According to a report from the Wall Street Journal, based on newly released data from the federal government and health officials, an estimated 93,331 Americans died from drug overdoses last year. That figure is a significant just from the estimated 72,151 who passed in 2019.
The rising number was driven primarily by an uptick in the supply of fentanyl, a powerful and often deadly synthetic opioid – 50 times more potent than heroin – that has became a major threat to some American communities.
The emotional devastation, anxiety, inability to access care, and solitude brought about by the pandemic pushed the already rising number of overdoses even higher.
Of the more than 93,000 Americans lost, an estimated 57,550 overdosed on synthetic opioids, primarily fentanyl – a more than 50% jump from 2019. However, deaths due to methamphetamine and cocaine also increased.

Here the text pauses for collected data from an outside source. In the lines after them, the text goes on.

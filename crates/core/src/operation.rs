//! Operation contract: what the catalog asks of domain handlers.
//!
//! Operations are the units of work the agent loop can trigger: restart a
//! VM, look up a ticket, delete a widget. Handlers live in the surrounding
//! application and implement [`Executor`] (and optionally [`PreCheck`]).
//! Every catalog call produces an [`OperationOutcome`], success or not.

use async_trait::async_trait;
use serde::{Deserialize, Serialize};
use std::future::Future;

/// Who is invoking an operation.
#[derive(Debug, Clone, Default, PartialEq, Eq, Serialize, Deserialize)]
pub struct Caller {
    /// Requester identity; `None` for anonymous callers
    #[serde(default, skip_serializing_if = "Option::is_none")]
    pub user_id: Option<String>,

    /// Roles held by the requester
    #[serde(default)]
    pub roles: Vec<String>,
}

impl Caller {
    pub fn anonymous() -> Self {
        Self::default()
    }

    pub fn user(user_id: impl Into<String>) -> Self {
        Self {
            user_id: Some(user_id.into()),
            roles: Vec::new(),
        }
    }

    pub fn with_roles<I, S>(mut self, roles: I) -> Self
    where
        I: IntoIterator<Item = S>,
        S: Into<String>,
    {
        self.roles = roles.into_iter().map(Into::into).collect();
        self
    }
}

/// Capability classification of an operation.
#[derive(Debug, Clone, Copy, PartialEq, Eq, Hash, Serialize, Deserialize)]
#[serde(rename_all = "snake_case")]
pub enum OperationKind {
    Query,
    Create,
    Update,
    Delete,
    Execute,
}

/// Machine-readable failure code carried by an unsuccessful outcome.
#[derive(Debug, Clone, Copy, PartialEq, Eq, Serialize, Deserialize)]
#[serde(rename_all = "snake_case")]
pub enum ErrorCode {
    NotFound,
    PermissionDenied,
    MissingRequiredFields,
    InvalidFields,
    PreValidationFailed,
    ExecutionError,
}

impl ErrorCode {
    pub fn as_str(&self) -> &'static str {
        match self {
            Self::NotFound => "not_found",
            Self::PermissionDenied => "permission_denied",
            Self::MissingRequiredFields => "missing_required_fields",
            Self::InvalidFields => "invalid_fields",
            Self::PreValidationFailed => "pre_validation_failed",
            Self::ExecutionError => "execution_error",
        }
    }
}

impl std::fmt::Display for ErrorCode {
    fn fmt(&self, f: &mut std::fmt::Formatter<'_>) -> std::fmt::Result {
        f.write_str(self.as_str())
    }
}

fn is_false(value: &bool) -> bool {
    !*value
}

/// Result of any catalog call.
///
/// `requires_confirmation` is only ever set after validation passed, and
/// always comes with a `confirmation_id`.
#[derive(Debug, Clone, PartialEq, Serialize, Deserialize)]
pub struct OperationOutcome {
    pub success: bool,

    pub message: String,

    #[serde(default, skip_serializing_if = "Option::is_none")]
    pub data: Option<serde_json::Value>,

    #[serde(default, skip_serializing_if = "is_false")]
    pub requires_confirmation: bool,

    #[serde(default, skip_serializing_if = "Option::is_none")]
    pub confirmation_id: Option<String>,

    #[serde(default, skip_serializing_if = "Option::is_none")]
    pub error_code: Option<ErrorCode>,
}

impl OperationOutcome {
    /// A successful outcome.
    pub fn ok(message: impl Into<String>, data: Option<serde_json::Value>) -> Self {
        Self {
            success: true,
            message: message.into(),
            data,
            requires_confirmation: false,
            confirmation_id: None,
            error_code: None,
        }
    }

    /// A failed outcome with a machine-readable code.
    pub fn failure(code: ErrorCode, message: impl Into<String>) -> Self {
        Self {
            success: false,
            message: message.into(),
            data: None,
            requires_confirmation: false,
            confirmation_id: None,
            error_code: Some(code),
        }
    }

    /// A validated invocation parked until the caller confirms it.
    pub fn confirmation_required(
        handle: impl Into<String>,
        message: impl Into<String>,
        data: Option<serde_json::Value>,
    ) -> Self {
        Self {
            success: false,
            message: message.into(),
            data,
            requires_confirmation: true,
            confirmation_id: Some(handle.into()),
            error_code: None,
        }
    }

    pub fn with_data(mut self, data: serde_json::Value) -> Self {
        self.data = Some(data);
        self
    }
}

/// What an executor hands back on success.
#[derive(Debug, Clone, Default, PartialEq, Serialize, Deserialize)]
pub struct OperationOutput {
    /// Human-readable summary; the catalog supplies a default when absent
    #[serde(default, skip_serializing_if = "Option::is_none")]
    pub message: Option<String>,

    #[serde(default, skip_serializing_if = "Option::is_none")]
    pub data: Option<serde_json::Value>,
}

impl OperationOutput {
    pub fn message(message: impl Into<String>) -> Self {
        Self {
            message: Some(message.into()),
            data: None,
        }
    }

    pub fn data(data: serde_json::Value) -> Self {
        Self {
            message: None,
            data: Some(data),
        }
    }

    pub fn with_data(mut self, data: serde_json::Value) -> Self {
        self.data = Some(data);
        self
    }
}

/// Why an executor could not complete.
#[derive(Debug, Clone, thiserror::Error)]
pub enum ExecutorError {
    /// The handler ran and rejected the request (e.g. target not found upstream)
    #[error("{message}")]
    Failed {
        message: String,
        data: Option<serde_json::Value>,
    },

    /// The handler could not run at all (network, upstream outage, bug)
    #[error("{0}")]
    Internal(String),
}

impl ExecutorError {
    pub fn failed(message: impl Into<String>) -> Self {
        Self::Failed {
            message: message.into(),
            data: None,
        }
    }
}

/// A custom pre-check rejection, surfaced to the model so it can self-correct.
#[derive(Debug, Clone, PartialEq)]
pub struct PreCheckFailure {
    pub message: String,
    pub data: Option<serde_json::Value>,
}

impl PreCheckFailure {
    pub fn new(message: impl Into<String>) -> Self {
        Self {
            message: message.into(),
            data: None,
        }
    }

    pub fn with_data(mut self, data: serde_json::Value) -> Self {
        self.data = Some(data);
        self
    }
}

/// The handler bound to an operation.
#[async_trait]
pub trait Executor: Send + Sync {
    async fn execute(
        &self,
        params: serde_json::Value,
        caller: &Caller,
    ) -> std::result::Result<OperationOutput, ExecutorError>;
}

/// Domain-specific validation that runs after schema validation.
#[async_trait]
pub trait PreCheck: Send + Sync {
    async fn check(
        &self,
        params: &serde_json::Value,
        caller: &Caller,
    ) -> std::result::Result<(), PreCheckFailure>;
}

/// Adapter so plain async closures can serve as executors.
pub struct FnExecutor<F>(F);

/// Wrap an async closure as an [`Executor`].
pub fn executor_fn<F, Fut>(f: F) -> FnExecutor<F>
where
    F: Fn(serde_json::Value, Caller) -> Fut + Send + Sync,
    Fut: Future<Output = std::result::Result<OperationOutput, ExecutorError>> + Send,
{
    FnExecutor(f)
}

#[async_trait]
impl<F, Fut> Executor for FnExecutor<F>
where
    F: Fn(serde_json::Value, Caller) -> Fut + Send + Sync,
    Fut: Future<Output = std::result::Result<OperationOutput, ExecutorError>> + Send,
{
    async fn execute(
        &self,
        params: serde_json::Value,
        caller: &Caller,
    ) -> std::result::Result<OperationOutput, ExecutorError> {
        (self.0)(params, caller.clone()).await
    }
}

/// Adapter so plain async closures can serve as pre-checks.
pub struct FnPreCheck<F>(F);

/// Wrap an async closure as a [`PreCheck`].
pub fn pre_check_fn<F, Fut>(f: F) -> FnPreCheck<F>
where
    F: Fn(serde_json::Value, Caller) -> Fut + Send + Sync,
    Fut: Future<Output = std::result::Result<(), PreCheckFailure>> + Send,
{
    FnPreCheck(f)
}

#[async_trait]
impl<F, Fut> PreCheck for FnPreCheck<F>
where
    F: Fn(serde_json::Value, Caller) -> Fut + Send + Sync,
    Fut: Future<Output = std::result::Result<(), PreCheckFailure>> + Send,
{
    async fn check(
        &self,
        params: &serde_json::Value,
        caller: &Caller,
    ) -> std::result::Result<(), PreCheckFailure> {
        (self.0)(params.clone(), caller.clone()).await
    }
}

The Centers for Disease Control and Prevention is expected to issue preliminary life expectancy data next week, a figure that has also been driven down in recent years due to the high volume of drug overdoses.
Monique Tula, executive director of the National Harm Reduction Coalition, told the Journal that states must respond to the urgent need for public policy intervention in the war on drugs.
She suggests the governments of states and cities use settlement funds that they will receive from high-profile lawsuits against opioid manufacturers and distributors to invest in prevention programs.